The Dumbing Down Of The Republican Party Began With Sarah Palin, Not Donald Trump, And GOP Lawmakers Haven’t Learned A Lesson


An eye-opener opinion piece in the Washington Post lambasted the Republican Party over its dysfunction over the years. The writer draws the conclusion that the GOP’s carnival-like antics are rooted in a costly decision in 2008: the introduction of the world to Sarah Palin. Donald Trump is off the hook for the party’s current snafu.

With some 265 days remaining until the Republican National Convention in Cleveland, Ohio, to select the presidential and vice presidential nominees for the 2016 Elections, Donald Trump and Ben Carson are the party’s best choices to face a surging Hillary Clinton. It’s clear that Republican voters want a “Washington outsider” to lead the country for the next four to eight years, citing the CNBC post on recent polls.

Had Sarah Palin held some glimmer of preparedness and intellectual capacity to lead from the Oval Office, perhaps the world would take Trump and Carson more seriously. They don’t, and the two opposites are likely the circumstantial choices for the GOP nomination.

If you can get beyond the mantra of one who wants to “build a wall” and have “Mexico pay for it” and another who compares abortion to slavery, perhaps the race for the White House won’t be rife with regrets. Arguably, many will fail in that undertaking.

Over the years, Americans have been force-fed sound bites and headlines that put Republicans in a bad light, most of which is self-inflicted, according to the Washington Post writer.

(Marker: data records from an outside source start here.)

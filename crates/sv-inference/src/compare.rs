//! Model comparison: fit statistics, nested F-tests and the selection policy.

use serde::Serialize;
use sv_core::{Error, Result};
use sv_prob::fisher;

use crate::ols::OlsFit;

/// Significance level used by [`select`] when none is configured.
pub const DEFAULT_ALPHA: f64 = 0.05;

/// Headline statistics of one fit.
#[derive(Debug, Clone, PartialEq, Serialize)]
pub struct FitSummary {
    /// Formula.
    pub formula: String,
    /// Number of coefficients.
    pub n_params: usize,
    /// R².
    pub r_squared: f64,
    /// Adjusted R².
    pub adj_r_squared: f64,
    /// AIC.
    pub aic: f64,
    /// BIC.
    pub bic: f64,
}

impl From<&OlsFit> for FitSummary {
    fn from(fit: &OlsFit) -> Self {
        Self {
            formula: fit.formula.clone(),
            n_params: fit.n_params,
            r_squared: fit.r_squared,
            adj_r_squared: fit.adj_r_squared,
            aic: fit.aic,
            bic: fit.bic,
        }
    }
}

/// Side-by-side fit statistics of two models.
#[derive(Debug, Clone, PartialEq, Serialize)]
pub struct ModelComparison {
    /// First model.
    pub first: FitSummary,
    /// Second model.
    pub second: FitSummary,
    /// `R²(second) - R²(first)`.
    pub delta_r_squared: f64,
    /// `adjR²(second) - adjR²(first)`.
    pub delta_adj_r_squared: f64,
}

/// Compare R² and adjusted R² of two fits.
pub fn compare(first: &OlsFit, second: &OlsFit) -> ModelComparison {
    ModelComparison {
        first: first.into(),
        second: second.into(),
        delta_r_squared: second.r_squared - first.r_squared,
        delta_adj_r_squared: second.adj_r_squared - first.adj_r_squared,
    }
}

/// Whether `small` is nested in `large`: same outcome values, and small's
/// design columns a strict subset of large's with identical values.
///
/// Fits of the same formula on rescaled or different data are not nested.
pub fn is_nested(small: &OlsFit, large: &OlsFit) -> bool {
    small.spec.outcome == large.spec.outcome
        && small.n_obs == large.n_obs
        && small.n_params < large.n_params
        && small.columns_within(large)
}

/// Nested-model F-test.
#[derive(Debug, Clone, PartialEq, Serialize)]
pub struct AnovaResult {
    /// Smaller model.
    pub small_formula: String,
    /// Larger model.
    pub large_formula: String,
    /// RSS of the smaller model.
    pub rss_small: f64,
    /// RSS of the larger model.
    pub rss_large: f64,
    /// Residual df of the smaller model.
    pub df_small: usize,
    /// Residual df of the larger model.
    pub df_large: usize,
    /// Numerator degrees of freedom `df_small - df_large`.
    pub df_diff: usize,
    /// Reduction in RSS.
    pub sum_of_squares: f64,
    /// F statistic.
    pub f_statistic: f64,
    /// Upper-tail p-value from `F(df_diff, df_large)`.
    pub p_value: f64,
}

/// `F = ((RSS_s - RSS_l) / (df_s - df_l)) / (RSS_l / df_l)`.
///
/// Fails with a validation error unless `small` is nested in `large`.
pub fn anova(small: &OlsFit, large: &OlsFit) -> Result<AnovaResult> {
    if !is_nested(small, large) {
        return Err(Error::Validation(format!(
            "'{}' is not nested in '{}'",
            small.formula, large.formula
        )));
    }
    let df_diff = small.df_residual - large.df_residual;
    let ss = (small.rss - large.rss).max(0.0);
    let denom = large.rss / large.df_residual as f64;
    let f_statistic = if denom > 0.0 { (ss / df_diff as f64) / denom } else { f64::INFINITY };
    let p_value = if f_statistic.is_finite() {
        fisher::sf(f_statistic, df_diff as f64, large.df_residual as f64)?
    } else {
        0.0
    };
    Ok(AnovaResult {
        small_formula: small.formula.clone(),
        large_formula: large.formula.clone(),
        rss_small: small.rss,
        rss_large: large.rss,
        df_small: small.df_residual,
        df_large: large.df_residual,
        df_diff,
        sum_of_squares: ss,
        f_statistic,
        p_value,
    })
}

/// F-tests between consecutive models of an increasing nested sequence.
pub fn anova_sequence(models: &[&OlsFit]) -> Result<Vec<AnovaResult>> {
    if models.len() < 2 {
        return Err(Error::Validation("anova_sequence needs at least two models".to_string()));
    }
    models.windows(2).map(|w| anova(w[0], w[1])).collect()
}

/// Which of the two candidates [`select`] kept.
#[derive(Debug, Clone, Copy, PartialEq, Eq, Serialize)]
#[serde(rename_all = "snake_case")]
pub enum Choice {
    /// The first argument.
    First,
    /// The second argument.
    Second,
}

/// Why [`select`] made its choice.
#[derive(Debug, Clone, PartialEq, Serialize)]
#[serde(tag = "rule", rename_all = "snake_case")]
pub enum SelectionReason {
    /// Nested pair: the larger model is kept only when the F-test rejects.
    NestedFTest {
        /// F-test p-value.
        p_value: f64,
        /// Significance level.
        alpha: f64,
    },
    /// Non-nested pair: higher adjusted R² wins, ties go to fewer coefficients.
    AdjustedRSquared,
}

/// Outcome of [`select`].
#[derive(Debug, Clone, PartialEq, Serialize)]
pub struct Selection {
    /// Chosen candidate.
    pub choice: Choice,
    /// Formula of the chosen candidate.
    pub formula: String,
    /// Rule that decided.
    pub reason: SelectionReason,
    /// The F-test, for nested pairs.
    pub anova: Option<AnovaResult>,
}

/// Prefer the model with fewer predictors unless the nested F-test rejects
/// at `alpha`. Non-nested pairs fall back to adjusted R².
pub fn select(a: &OlsFit, b: &OlsFit, alpha: f64) -> Result<Selection> {
    if !(alpha > 0.0 && alpha < 1.0) {
        return Err(Error::Validation(format!("alpha must be in (0, 1), got {}", alpha)));
    }

    let nested = if is_nested(a, b) {
        Some((Choice::First, Choice::Second, anova(a, b)?))
    } else if is_nested(b, a) {
        Some((Choice::Second, Choice::First, anova(b, a)?))
    } else {
        None
    };

    let (choice, reason, anova) = match nested {
        Some((small, large, test)) => {
            let choice = if test.p_value < alpha { large } else { small };
            (choice, SelectionReason::NestedFTest { p_value: test.p_value, alpha }, Some(test))
        }
        None => {
            let choice = if a.adj_r_squared > b.adj_r_squared {
                Choice::First
            } else if b.adj_r_squared > a.adj_r_squared {
                Choice::Second
            } else if b.n_params < a.n_params {
                Choice::Second
            } else {
                Choice::First
            };
            (choice, SelectionReason::AdjustedRSquared, None)
        }
    };

    let formula = match choice {
        Choice::First => a.formula.clone(),
        Choice::Second => b.formula.clone(),
    };
    Ok(Selection { choice, formula, reason, anova })
}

There have been the personality clashes between John Boehner and Barack Obama, “manufactured crisis,” threats to the debt ceiling, looming government shutdowns, hundreds of attempts to repeal Obamacare, the Kevin McCarthy “surprise,” and more. Currently, the party is a laughingstock with Trump and Carson as frontrunners to the presidential nomination, and former titans Jeb Bush and Marco Rubio somewhere in the distance with their campaigns on life support.

The Post writer makes no attempt to reignite a debate over the scare John McCain nearly brought the world to by having Sarah Palin one beat from the presidency — had they prevailed. Instead, he attempts to expose the Conservative statesmen for remaining mum on allowing talking heads to plod all over the ideology of the party while adding kink after kink in its political stature.

“‘Once McCain put Palin on the ticket, Republican “grown-ups,’ ‘who presumably knew better, had to bite their tongues. But after the election, when they were free to speak their minds, they either remained quiet or abetted the dumbing-down of the party.'”

In short, party leaders did little while Donald Trump and other talking heads repeatedly alleged that Barack Obama was born in Africa, not Hawaii, as he claims. Those lapses in judgment largely led to the rise of the Ted Cruz’s of the GOP.

“It’s hard to feel much sympathy. The Republican establishment’s 2008 embrace of Palin set an irresponsibly low bar. Coincidence or not, a batch of nonsense-spewing, hard-right candidates quickly followed, often to disastrous effect.”

Have Republicans shot their party in the foot with self-inflicted strategies that have resulted in a laughingstock backlash? It sure seems that way. Only in America can a bonafide frontrunner whose family’s dynasty is known the world over can be upstaged by a reality TV personality who lobs insults at women and minorities. Only in this country can the Party of Lincoln be left defaced by infighting and a neo-Conservative machine that faces a loss of functionality as a political party.

If the months of polls and history are any indicators of future results, Donald Trump or Ben Carson stands to win the GOP nomination for President of the United States. It’s an irrevocable truism, and one littered with vestiges of self-harm.

In the distant, the haunting words of Patrick Henry are heard: “Give me liberty, or give me death!”

Perhaps, new Speaker of the House Paul Ryan can step in at the eleventh hour and save his party from disgrace and total meltdown. He appears to be the last hope to bring an out-of-touch GOP back to reality. If not, the “death” risk of the Republican Party is real.

Sarah Palin may have exposed the chaos, but Trump is carrying the torch of past missteps. Somehow, I can’t get the words from Trump out of my head: “My father gave me a small loan of a million dollars.”

“Small,” he says. There’s your reality.

Do you agree with the Washington Post writer that Republicans, mired in dysfunction, “brought it on themselves”?